Six grandes catégories d'adaptations littéraires
Geoffrey Wagner dans The novel and cinema (1975) distingue trois types d'adaptations : l'analogie, la transposition et le commentaire. Cette classification selon le degré d'implication dans la matière littéraire valorise l'adaptation commentaire. Elle nous semble pouvoir être complétée de trois autres types d'adaptations. Deux sont entre la simple analogie et la transposition : l'adaptation romanesque et l'adaptation condensation. C'est de cette dernière dont relève la majorité des adaptations classiques. L'adaptation littéraire qui valorise le texte, entendu ou lu se développe aussi grâce au cinéma moderne et constitue notre troisième ajout. Nous proposons donc la classification suivante :
1) L'analogie qui utilise le roman seulement en tant que point de départ. Le Journal de Bridget Jones condense les intrigues amoureuses des deux soeurs, Elizabeth et Jane, de Orgueil et préjugés dans la seule Bridget.
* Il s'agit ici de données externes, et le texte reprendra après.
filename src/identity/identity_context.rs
#[cfg_attr(test, mockall::automock)]
pub trait IdentityContext: Send + Sync {
    ///
    /// ### Returns
    /// id of the user acting in the current request or session,
    /// None when nobody is logged in
    ///
    fn current_user_id(&self) -> Option<String>;
}
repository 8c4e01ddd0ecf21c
mod dto;
mod entity;
mod error;
mod in_memory_notifications_repository;
mod notifications_repository;
mod notifications_repository_impl;

pub use dto::*;
pub use error::*;
pub use in_memory_notifications_repository::*;
pub use notifications_repository::*;
pub use notifications_repository_impl::*;
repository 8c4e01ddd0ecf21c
#![allow(dead_code)]

use axum::{
    body::Body,
    http::{header::AUTHORIZATION, header::CONTENT_TYPE, Method, Request, Response},
    Router,
};
use bullhorn_inbox::{
    application::{create_application, ApplicationMiddleware, ApplicationState},
    repository::{InMemoryNotificationsRepository, NewNotification},
    service::notifications_service::NotificationsServiceConfig,
};
use jsonwebtoken::{Algorithm, DecodingKey, EncodingKey, Header};
use serde_json::{json, Value};
use std::sync::Arc;
use time::OffsetDateTime;

pub const JWT_SECRET: &[u8] = b"bullhorn inbox test secret";
pub const MAX_FIELD_LEN: usize = 64;
pub const MAX_HTTP_CONTENT_LEN: usize = 1024;

const FAR_FUTURE: i64 = 253402210800;

pub fn create_test_application(enabled: bool) -> Router {
    let repository = Arc::new(InMemoryNotificationsRepository::new());
    let state = ApplicationState::new(
        repository,
        NotificationsServiceConfig {
            max_field_len: MAX_FIELD_LEN,
        },
    );
    let middleware = ApplicationMiddleware::new(
        DecodingKey::from_secret(JWT_SECRET),
        vec![Algorithm::HS256],
        MAX_HTTP_CONTENT_LEN,
    );

    create_application(state, middleware, enabled)
}

pub fn create_producer_jwt(user_id: &str) -> String {
    encode_jwt(user_id, &["bullhorn_produce_notifications"])
}

pub fn create_consumer_jwt(user_id: &str) -> String {
    encode_jwt(user_id, &[])
}

fn encode_jwt(user_id: &str, roles: &[&str]) -> String {
    jsonwebtoken::encode(
        &Header::new(Algorithm::HS256),
        &json!({
            "sub": user_id,
            "exp": FAR_FUTURE,
            "realm_access": { "roles": roles },
        }),
        &EncodingKey::from_secret(JWT_SECRET),
    )
    .unwrap()
}

pub fn request(method: Method, uri: &str, jwt: Option<&str>, body: Option<Value>) -> Request<Body> {
    let mut builder = Request::builder().method(method).uri(uri);
    if let Some(jwt) = jwt {
        builder = builder.header(AUTHORIZATION, format!("Bearer {jwt}"));
    }

    match body {
        Some(body) => builder
            .header(CONTENT_TYPE, "application/json")
            .body(Body::from(body.to_string()))
            .unwrap(),
        None => builder.body(Body::empty()).unwrap(),
    }
}

pub async fn response_json(response: Response<Body>) -> Value {
    let body = axum::body::to_bytes(response.into_body(), usize::MAX)
        .await
        .unwrap();

    serde_json::from_slice(&body).unwrap()
}

pub fn notification_json(to_user: &str, title: &str) -> Value {
    json!({
        "to_user": to_user,
        "title": title,
        "event": "notification.event",
        "event_date": "1971-02-07T12:00:00Z",
        "ref": "/notification/one",
        "url": "/portal/site/bogus/tool/xyz",
    })
}

pub fn new_notification(to_user: &str, from_user: &str, title: &str) -> NewNotification {
    NewNotification {
        to_user: to_user.to_string(),
        from_user: from_user.to_string(),
        title: title.to_string(),
        event: "notification.event".to_string(),
        event_date: OffsetDateTime::now_utc(),
        reference: "/notification/one".to_string(),
        url: "/portal/site/bogus/tool/xyz".to_string(),
    }
}
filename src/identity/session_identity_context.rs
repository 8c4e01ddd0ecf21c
use super::IdentityContext;
use std::sync::{PoisonError, RwLock};

///
/// Identity of a single logical session that can be switched between users.
///
#[derive(Default)]
pub struct SessionIdentityContext {
    current_user_id: RwLock<Option<String>>,
}

impl SessionIdentityContext {
    pub fn new() -> Self {
        Self::default()
    }

    pub fn switch_to(&self, user_id: impl Into<String>) {
        let user_id = user_id.into();
        tracing::debug!(user_id, "switching session user");

        *self
            .current_user_id
            .write()
            .unwrap_or_else(PoisonError::into_inner) = Some(user_id);
    }

    pub fn log_out(&self) {
        tracing::debug!("logging out session user");

        *self
            .current_user_id
            .write()
            .unwrap_or_else(PoisonError::into_inner) = None;
    }
}

impl IdentityContext for SessionIdentityContext {
    fn current_user_id(&self) -> Option<String> {
        self.current_user_id
            .read()
            .unwrap_or_else(PoisonError::into_inner)
            .clone()
    }
}

#[cfg(test)]
mod test {
    use super::*;

    #[test]
    fn nobody_logged_in_by_default() {
        let identity = SessionIdentityContext::new();

        assert_eq!(identity.current_user_id(), None);
    }

    #[test]
    fn switch_to_replaces_user() {
        let identity = SessionIdentityContext::new();

        identity.switch_to("student");
        assert_eq!(identity.current_user_id().as_deref(), Some("student"));

        identity.switch_to("instructor");
        assert_eq!(identity.current_user_id().as_deref(), Some("instructor"));
    }

    #[test]
    fn log_out_clears_user() {
        let identity = SessionIdentityContext::new();
        identity.switch_to("student");

        identity.log_out();

        assert_eq!(identity.current_user_id(), None);
    }
}
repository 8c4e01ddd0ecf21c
pub struct NotificationsServiceConfig {
    /// Max length in bytes of every text field except user ids
    pub max_field_len: usize,
}
//!
//! Module with all dtos that are passed between server and users
//!

pub mod input;
pub mod output;
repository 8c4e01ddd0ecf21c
//!
//! Resolution of the user on whose behalf operations are performed
//!

mod identity_context;
mod session_identity_context;

pub use identity_context::*;
pub use session_identity_context::*;
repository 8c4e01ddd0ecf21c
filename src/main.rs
use bullhorn_inbox::application::{self, ApplicationEnv};
use tokio::net::TcpListener;

#[tokio::main]
async fn main() -> anyhow::Result<()> {
    #[cfg(debug_assertions)]
    {
        // Ignore error because .env file is not required
        // as long as env variables are set.
        let _ = dotenvy::dotenv();
    }

    let env = ApplicationEnv::parse()?;

    application::setup_tracing(&env)?;

    let (application_state, application_state_to_close) = application::create_state(&env).await?;
    let application_middleware = application::create_middleware(&env);
    let application =
        application::create_application(application_state, application_middleware, env.enabled);

    tracing::info!(address = %env.bind_address, "starting server");
    let listener = TcpListener::bind(env.bind_address).await?;
    axum::serve(listener, application)
        .with_graceful_shutdown(application::shutdown_signal())
        .await?;

    application::close(application_state_to_close).await;

    Ok(())
}
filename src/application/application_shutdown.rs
use super::ApplicationStateToClose;

pub async fn close(state: ApplicationStateToClose) {
    tracing::info!("closing connection with database");
    state.db_client.shutdown().await;
}

pub async fn shutdown_signal() {
    let ctrl_c = async {
        tokio::signal::ctrl_c()
            .await
            .expect("failed to install Ctrl+C handler");
    };

    #[cfg(unix)]
    let terminate = async {
        tokio::signal::unix::signal(tokio::signal::unix::SignalKind::terminate())
            .expect("failed to install signal handler")
            .recv()
            .await;
    };

    #[cfg(not(unix))]
    let terminate = std::future::pending::<()>();

    tokio::select! {
        _ = ctrl_c => {},
        _ = terminate => {},
    }

    tracing::info!("starting shutdown");
}
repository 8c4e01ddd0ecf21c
mod notification_find_entity;
mod notification_insert_entity;

pub use notification_find_entity::*;
pub use notification_insert_entity::*;
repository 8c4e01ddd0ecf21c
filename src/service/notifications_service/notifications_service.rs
use crate::{
    dto::{input, output},
    error::Error,
};
use axum::async_trait;

#[cfg_attr(test, mockall::automock)]
#[async_trait]
pub trait NotificationsService: Send + Sync {
    ///
    /// Save new notification sent by from_user.
    ///
    /// ### Returns
    /// Saved notification with its id
    ///
    /// ### Errors
    /// - [Error::Validation] when
    ///     - from_user is empty
    ///     - to_user is empty
    /// - [Error::ValidationFieldTooLong] when any text field is too long
    ///
    async fn save_notification(
        &self,
        from_user: String,
        notification: input::Notification,
    ) -> Result<output::Notification, Error>;
}
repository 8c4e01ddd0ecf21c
use super::{ApplicationMiddleware, ApplicationState};
use crate::routing::routing;
use axum::Router;

pub fn create_application(
    application_state: ApplicationState,
    application_middleware: ApplicationMiddleware,
    enabled: bool,
) -> Router {
    if !enabled {
        tracing::warn!("inbox disabled, no routes served");
    }

    routing(&application_middleware, enabled)
        .with_state(application_state)
        .layer(application_middleware.body_limit)
        .layer(application_middleware.trace)
}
2) L'adaptation romanesque qui se sert de l'œuvre littéraire comme un réservoir de personnages et de situations qu'il importe de valoriser. Unholy Love (Albert Ray,1932) ou Val Abraham (Manoel de Oliveira, 1993) sont ainsi des adaptations romanesques de Madame Bovary.
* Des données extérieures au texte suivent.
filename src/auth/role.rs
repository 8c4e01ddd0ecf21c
//!
//! All roles used within application
//!

use strum::AsRefStr;

#[derive(AsRefStr)]
pub enum Role {
    #[strum(serialize = "bullhorn_produce_notifications")]
    ProduceNotifications,
}
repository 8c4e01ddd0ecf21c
mod jwt_claims;
mod user;

pub use jwt_claims::*;
pub use user::*;
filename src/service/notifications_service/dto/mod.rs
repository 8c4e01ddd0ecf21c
mod notifications_service_config;

pub use notifications_service_config::*;
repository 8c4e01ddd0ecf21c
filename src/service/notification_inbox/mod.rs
mod notification_inbox;
mod notification_inbox_impl;

pub use notification_inbox::*;
pub use notification_inbox_impl::*;
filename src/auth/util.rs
use anyhow::anyhow;
use jsonwebtoken::{Algorithm, DecodingKey};
use std::str::FromStr;

pub fn parse_jwt_algorithms(jwt_algorithms: &str) -> anyhow::Result<Vec<Algorithm>> {
    let mut algorithms = Vec::new();

    for algorithm_str in jwt_algorithms.split(',') {
        let algorithm = Algorithm::from_str(algorithm_str.trim())
            .map_err(|err| anyhow!("invalid algorithm: {err}"))?;
        algorithms.push(algorithm);
    }

    Ok(algorithms)
}

pub fn parse_jwt_key(jwt_algorithm: &Algorithm, jwt_key: &str) -> anyhow::Result<DecodingKey> {
    let jwt_key_bytes = jwt_key.as_bytes();

    let key = match jwt_algorithm {
        Algorithm::HS256 | Algorithm::HS384 | Algorithm::HS512 => {
            DecodingKey::from_secret(jwt_key_bytes)
        }
        Algorithm::ES256 | Algorithm::ES384 => DecodingKey::from_ec_pem(jwt_key_bytes)
            .map_err(|err| anyhow!("invalid ec pem key: {err}"))?,
        Algorithm::RS256
        | Algorithm::RS384
        | Algorithm::RS512
        | Algorithm::PS256
        | Algorithm::PS384
        | Algorithm::PS512 => DecodingKey::from_rsa_pem(jwt_key_bytes)
            .map_err(|err| anyhow!("invalid rsa pem key: {err}"))?,
        Algorithm::EdDSA => DecodingKey::from_ed_pem(jwt_key_bytes)
            .map_err(|err| anyhow!("invalid ed pem key: {err}"))?,
    };

    Ok(key)
}
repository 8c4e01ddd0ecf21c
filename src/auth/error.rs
#[derive(Debug, thiserror::Error)]
#[error("missing role: {missing_role}")]
pub struct MissingRoleError {
    pub missing_role: String,
}
use super::ApplicationEnv;
use tracing_subscriber::{filter::EnvFilter, layer::SubscriberExt, util::SubscriberInitExt, Layer};

pub fn setup_tracing(env: &ApplicationEnv) -> anyhow::Result<()> {
    let console_filter = EnvFilter::builder()
        .with_default_directive(env.log_level.into())
        .from_env()?;

    let console_layer = tracing_subscriber::fmt::layer()
        .with_target(false)
        .with_filter(console_filter);

    let file_appender = tracing_appender::rolling::hourly(&env.log_directory, &env.log_filename);
    let file_layer = tracing_subscriber::fmt::layer()
        .with_writer(file_appender)
        .with_ansi(false)
        .with_target(false);

    tracing_subscriber::registry()
        .with(file_layer)
        .with(console_layer)
        .try_init()?;

    Ok(())
}
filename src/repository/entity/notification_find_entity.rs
use bson::{oid::ObjectId, DateTime};
use serde::Deserialize;

#[derive(Deserialize)]
pub struct NotificationFindEntity {
    pub _id: ObjectId,

    pub to_user: String,
    pub from_user: String,

    pub title: String,
    pub event: String,
    pub event_date: DateTime,
    #[serde(rename = "ref")]
    pub reference: String,
    pub url: String,
}
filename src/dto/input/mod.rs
mod notification;

pub use notification::*;
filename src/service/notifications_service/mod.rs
mod dto;
mod notifications_service;
mod notifications_service_impl;

pub use dto::NotificationsServiceConfig;
pub use notifications_service::*;
pub use notifications_service_impl::*;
3) L'adaptation condensation qui coupe des passages du roman, condense plusieurs passages et un seul, n'invente rien et sauvegarde toujours les passages les plus célèbres; Autant en emporte le vent ou Les grandes espérances
4) L'adaptation transposition qui tente de rester au plus près de l'œuvre originale, telles les adaptations de Shakespeare de la BBC.
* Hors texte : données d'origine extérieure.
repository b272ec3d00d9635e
//! Rasterization of documents via resvg.
//!
//! Used for three things: the on-screen image (with hover highlight), the
//! exported PNG, and the pick buffer that maps pixels back to shapes.

use image::RgbaImage;
use resvg::{tiny_skia, usvg};

use crate::document::{Document, Element, ShapeId};

/// Attributes that change how a pixel is composited; stripped from the pick
/// document so every shape lands in the buffer with its exact id color.
const PICK_STRIPPED_ATTRS: &[&str] = &[
    "style",
    "opacity",
    "fill-opacity",
    "stroke-opacity",
    "filter",
    "mask",
];

/// Drawing elements that are not colorable and must not occlude shapes.
const PICK_HIDDEN_TAGS: &[&str] = &["text", "line", "polyline", "image"];

#[derive(Debug)]
pub enum RenderError {
    Svg(usvg::Error),
    /// resvg produced a zero-sized canvas.
    EmptyCanvas,
    PixelBuffer,
}

impl std::fmt::Display for RenderError {
    fn fmt(&self, f: &mut std::fmt::Formatter<'_>) -> std::fmt::Result {
        match self {
            RenderError::Svg(e) => write!(f, "SVG error: {}", e),
            RenderError::EmptyCanvas => write!(f, "image has no drawable area"),
            RenderError::PixelBuffer => write!(f, "pixel buffer size mismatch"),
        }
    }
}

impl std::error::Error for RenderError {}

impl From<usvg::Error> for RenderError {
    fn from(e: usvg::Error) -> Self {
        RenderError::Svg(e)
    }
}

/// Render the document at its natural size on a white background.
pub fn rasterize(doc: &Document) -> Result<RgbaImage, RenderError> {
    rasterize_markup(&doc.to_markup(), Some(tiny_skia::Color::WHITE))
}

/// Same as [`rasterize`] but draws `hovered` at reduced opacity.
/// The document itself is left untouched.
pub fn rasterize_with_hover(
    doc: &Document,
    hovered: Option<ShapeId>,
    opacity: f32,
) -> Result<RgbaImage, RenderError> {
    let Some(id) = hovered else {
        return rasterize(doc);
    };
    let mut view = doc.clone();
    if let Some(shape) = view.shape_mut(id) {
        shape.set_attr("opacity", format!("{}", opacity.clamp(0.0, 1.0)));
    }
    rasterize(&view)
}

/// Render markup text. `background` of `None` leaves the canvas transparent
/// and the pixels premultiplied, which only the pick buffer relies on.
fn rasterize_markup(
    markup: &str,
    background: Option<tiny_skia::Color>,
) -> Result<RgbaImage, RenderError> {
    let options = usvg::Options::default();
    let tree = usvg::Tree::from_str(markup, &options)?;
    let size = tree.size().to_int_size();
    let (width, height) = (size.width(), size.height());

    let mut pixmap = tiny_skia::Pixmap::new(width, height).ok_or(RenderError::EmptyCanvas)?;
    if let Some(color) = background {
        pixmap.fill(color);
    }
    resvg::render(&tree, tiny_skia::Transform::identity(), &mut pixmap.as_mut());

    // Opaque background: every pixel has alpha 255, so premultiplied equals
    // straight RGBA. Without one, only fully opaque pick pixels are read.
    RgbaImage::from_raw(width, height, pixmap.take()).ok_or(RenderError::PixelBuffer)
}

// ============================================================================
// PICK BUFFER
// ============================================================================

/// Per-pixel shape lookup built by rendering each shape in a unique color
/// with antialiasing disabled.
#[derive(Clone, Debug)]
pub struct PickBuffer {
    width: u32,
    height: u32,
    ids: Vec<Option<ShapeId>>,
}

impl PickBuffer {
    pub fn build(doc: &Document) -> Result<Self, RenderError> {
        let mut pick = doc.clone();
        pick.root_mut().walk_mut(&mut |el: &mut Element| {
            for name in PICK_STRIPPED_ATTRS {
                el.remove_attr(name);
            }
            // Emptied rather than removed: shape paths are child indices
            if el.local_name() == "style" {
                el.children.clear();
            }
            if PICK_HIDDEN_TAGS.contains(&el.local_name()) {
                el.set_attr("display", "none");
            }
        });
        pick.root_mut().set_attr("shape-rendering", "crispEdges");

        let count = pick.shape_count();
        for index in 0..count {
            if let Some(shape) = pick.shape_mut(ShapeId(index)) {
                let code = encode_id(index);
                shape.set_attr("fill", code.as_str());
                shape.set_attr("stroke", code.as_str());
                shape.set_attr("shape-rendering", "crispEdges");
            }
        }

        let image = rasterize_markup(&pick.to_markup(), None)?;
        let ids = image
            .pixels()
            .map(|p| decode_id(p.0, count))
            .collect();
        Ok(Self {
            width: image.width(),
            height: image.height(),
            ids,
        })
    }

    pub fn size(&self) -> (u32, u32) {
        (self.width, self.height)
    }

    /// Shape under the image-space point, if any.
    pub fn shape_at(&self, x: f32, y: f32) -> Option<ShapeId> {
        if !(x >= 0.0 && y >= 0.0) {
            return None;
        }
        let (px, py) = (x as u32, y as u32);
        if px >= self.width || py >= self.height {
            return None;
        }
        self.ids
            .get((py as usize) * (self.width as usize) + px as usize)
            .copied()
            .flatten()
    }
}

fn encode_id(index: usize) -> String {
    format!("#{:06X}", (index + 1) & 0xFF_FFFF)
}

fn decode_id(rgba: [u8; 4], count: usize) -> Option<ShapeId> {
    if rgba[3] != 255 {
        return None;
    }
    let code = ((rgba[0] as usize) << 16) | ((rgba[1] as usize) << 8) | rgba[2] as usize;
    if code == 0 || code > count {
        return None;
    }
    Some(ShapeId(code - 1))
}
5) L'adaptation commentaire qui modifie le roman soit dans les détails en soulignant certains éléments soit en modifiant même sa structure générale. Madame Bovary (Sophie Barthes, 2015) 24e adaptation du roman de Flaubert en est un exemple pas forcément réussi.
6) L'adaptation littéraire qui fait entendre ou voir le texte pour rendre sensible le projet esthétique de l'écrivain : Le journal d'un curé de campagne (Robert Bresson), Les deux anglaises et le Continent (François Truffaut) ou Madame Bovary (Claude Chabrol, 1991)

Auteur: Internet

Info: https://www.cineclubdecaen.com/analyse/cinemaetlitterature.htm

[ texte ] [ télévision ]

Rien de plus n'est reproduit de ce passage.